AQI sendiri merupakan indeks yang menggambarkan tingkat kualitas udara di suatu daerah. Ia dihitung berdasarkan enam jenis polutan utama, yakni PM 2,5, PM 10, karbon monoksida, asam belerang, nitrogen dioksida, dan ozon permukaan tanah.
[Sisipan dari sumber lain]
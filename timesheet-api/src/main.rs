use tracing_subscriber::{fmt::time::LocalTime, layer::SubscriberExt, util::SubscriberInitExt};

use crate::app_state::AppState;

mod adapters;
mod app_state;
mod config;
mod domain;
mod factory;
mod router;
mod routes;

#[tokio::main]
async fn main() -> anyhow::Result<()> {
    dotenvy::from_filename(".env.local").ok();

    tracing_subscriber::registry()
        .with(
            tracing_subscriber::EnvFilter::try_from_default_env()
                .unwrap_or_else(|_| "timesheet_api=info,tower_http=info".into()),
        )
        .with(tracing_subscriber::fmt::layer().with_timer(LocalTime::rfc_3339()))
        .init();

    let config = config::read_config()?;

    let catalog = factory::load_catalog(&config.timesheet)?;
    let app_state = AppState::new(factory::create_timesheet_service(catalog));
    let app = router::create(app_state, &config);

    let addr = format!("{}:{}", config.application.host, config.application.port);
    let listener = tokio::net::TcpListener::bind(&addr).await?;
    tracing::info!("Listening on {}", addr);
    axum::serve(listener, app).await?;

    Ok(())
}
use std::collections::HashMap;
use std::path::Path;
use std::sync::RwLock;

use async_trait::async_trait;
use serde::Deserialize;

use super::poisoned;
use crate::domain::{
    models::{Activity, ActivityId, Customer, Project, User},
    ports::outbound::ActivityCatalog,
    TimesheetError,
};

/// Catalog of activities held in memory, optionally loaded from a JSON
/// seed file at startup.
#[derive(Default)]
pub struct MemoryActivityCatalog {
    activities: RwLock<HashMap<ActivityId, Activity>>,
}

impl MemoryActivityCatalog {
    pub fn new() -> Self {
        Self::default()
    }

    pub fn with_activities(self, activities: impl IntoIterator<Item = Activity>) -> Self {
        if let Ok(mut map) = self.activities.write() {
            map.extend(
                activities
                    .into_iter()
                    .map(|activity| (activity.id.clone(), activity)),
            );
        }
        self
    }

    /// Load a catalog from a seed file (see `config/seed.json`).
    pub fn from_seed_file(path: impl AsRef<Path>) -> Result<Self, TimesheetError> {
        let path = path.as_ref();
        let raw = std::fs::read_to_string(path).map_err(|e| {
            TimesheetError::storage(format!("could not read {}: {e}", path.display()))
        })?;
        Self::from_seed_json(&raw)
    }

    pub fn from_seed_json(raw: &str) -> Result<Self, TimesheetError> {
        let seed: CatalogSeed = serde_json::from_str(raw)
            .map_err(|e| TimesheetError::storage(format!("invalid catalog seed: {e}")))?;
        Ok(Self::new().with_activities(seed.activities.into_iter().map(Activity::from)))
    }

    pub fn len(&self) -> usize {
        self.activities.read().map(|map| map.len()).unwrap_or(0)
    }

    pub fn is_empty(&self) -> bool {
        self.len() == 0
    }
}

#[async_trait]
impl ActivityCatalog for MemoryActivityCatalog {
    async fn get_activity(&self, id: &ActivityId) -> Result<Option<Activity>, TimesheetError> {
        Ok(self.activities.read().map_err(poisoned)?.get(id).cloned())
    }
}

// ============================================================================
// Seed file format
// ============================================================================

#[derive(Debug, Deserialize)]
struct CatalogSeed {
    activities: Vec<ActivitySeed>,
}

#[derive(Debug, Deserialize)]
#[serde(rename_all = "camelCase")]
struct ActivitySeed {
    id: String,
    name: String,
    code: Option<String>,
    allotted_hours: Option<f64>,
    project: ProjectSeed,
    assignee: UserSeed,
}

#[derive(Debug, Deserialize)]
#[serde(rename_all = "camelCase")]
struct ProjectSeed {
    id: String,
    name: String,
    customer: CustomerSeed,
    project_manager: Option<UserSeed>,
}

#[derive(Debug, Deserialize)]
struct CustomerSeed {
    id: String,
    name: String,
}

#[derive(Debug, Deserialize)]
struct UserSeed {
    id: i32,
    name: String,
}

impl From<UserSeed> for User {
    fn from(seed: UserSeed) -> Self {
        User::new(seed.id, seed.name)
    }
}

impl From<ActivitySeed> for Activity {
    fn from(seed: ActivitySeed) -> Self {
        let customer = Customer::new(seed.project.customer.id, seed.project.customer.name);
        let mut project = Project::new(seed.project.id, seed.project.name, customer);
        if let Some(manager) = seed.project.project_manager {
            project = project.with_project_manager(manager.into());
        }

        let mut activity = Activity::new(seed.id, seed.name, project, seed.assignee.into());
        activity.code = seed.code;
        match seed.allotted_hours {
            Some(hours) => activity.with_allotted_hours(hours),
            None => activity,
        }
    }
}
Rentang nilai dari AQI adalah 0 sampai 500. Makin besar nilainya, maka makin tinggi tingkat polusi udara di wilayah tersebut. Berikut skalanya:

SCROLL TO CONTINUE WITH CONTENT

- 0-50: kualitas udara bagus
- 51-100: kualitas udara moderat atau sedang
- 101-150: kualitas udara tidak sehat bagi orang yang sensitif
- 151-200: kualitas udara tidak sehat
- 201-300: kualitas udara sangat tidak sehat
- >301: kualitas udara berbahaya

Dengan begitu, kualitas udara di Jakarta masuk kategori tidak sehat. Pihak AirVisual pun merekomendasikan agar kelompok sensitif mengurangi aktivitas di luar ruangan. Lalu, setiap orang perlu mengenakan masker polusi. Pemurni udara pun perlu dinyalakan bila udara dalam ruangan juga tidak sehat.

Lantas, bagaimana AirVisual mengukur kualitas udara di lebih dari 10 ribu lokasi secara global? Untuk itu, kita harus kembali ke 2016, kala mereka baru merilis pemantau kualitas udara bernama AirVisual Node.
Bagaimana AirVisual Tunjuk Jakarta Jadi Kota Udara Terburuk?Foto: detikinet

Dalam pernyataan resminya, AirVisual Node menggunakan laser untuk menghitung partikel-partikel yang ada di udara. Kemudian, datanya diproses menggunakan algoritma khusus untuk dikalibrasi dengan faktor eksternal seperti temperatur dan kelembapan.

Agar lebih komprehensif, mereka juga menghimpun data cuaca, data milik pemerintah-pemerintah terkait, serta data dari satelit. Lalu, seluruh data tersebut masuk ke proses modelisasi dan validasi.

Modelisasi adalah pembentukan prakiraan kualitas udara dan kandungan polutan yang ada di dalamnya. Sedangkan validasi adalah pengujian kebenaran terhadap data yang dihimpun.

Dari situ, AirVisual Node mampu memberikan informasi seperti kadar PM hingga CO2 secara real-time dan prediksi kualitas udara ke depan. Selain itu, mereka juga dapat memberikan informasi tambahan mengenai kualitas udara di luar sehingga dapat memberikan peringatan kepada pengguna apakah sebaiknya berada di dalam rumah atau boleh keluar.

Data dan kemampuan tersebut yang kemudian disediakan AirVisual melalui aplikasi pada ponsel serta situs resminya. Selain itu, mereka juga menyediakan AirVisual Pro yang berupa layar pintar untuk memberikan info lebih mendalam mengenai kualitas udara.

Untuk menampilkan tingkat kualitas udara tiap-tiap kota, AirVisual memiliki dua cara. Pertama dengan peta dua dimensi, dan satunya adalah AirVisual yang yang mirip Google Earth namun menampilkan informasi mengenai kualitas udara di puluhan ribu titik di seluruh dunia.


AirVisual didirikan pada tahun 2015. Penciptanya adalah Yann Boquillod, entrepreneur yang berasal dari Perancis. Idenya bermula ketika saat berada di China, Yann ingin menciptakan solusi untuk mengukur level polusi. Ia ingin tahu seberapa aman udara di China yang terkenal dengan polusinya.

"Saya pikir jika saya cemas, harusnya ada jutaan orang yang berpikiran sama dengan saya. Itulah ketika saya memutuskan membuat bisnis dengan target utama adalah China," sebutnya.

"Kami adalah yang pertama meluncurkan aplikasi mobile untuk mengecek polusi udara secara real time dengan perkiraan kualitas udara per jam. Itu adalah produk hits dan mulai meraup banyak pengguna," katanya.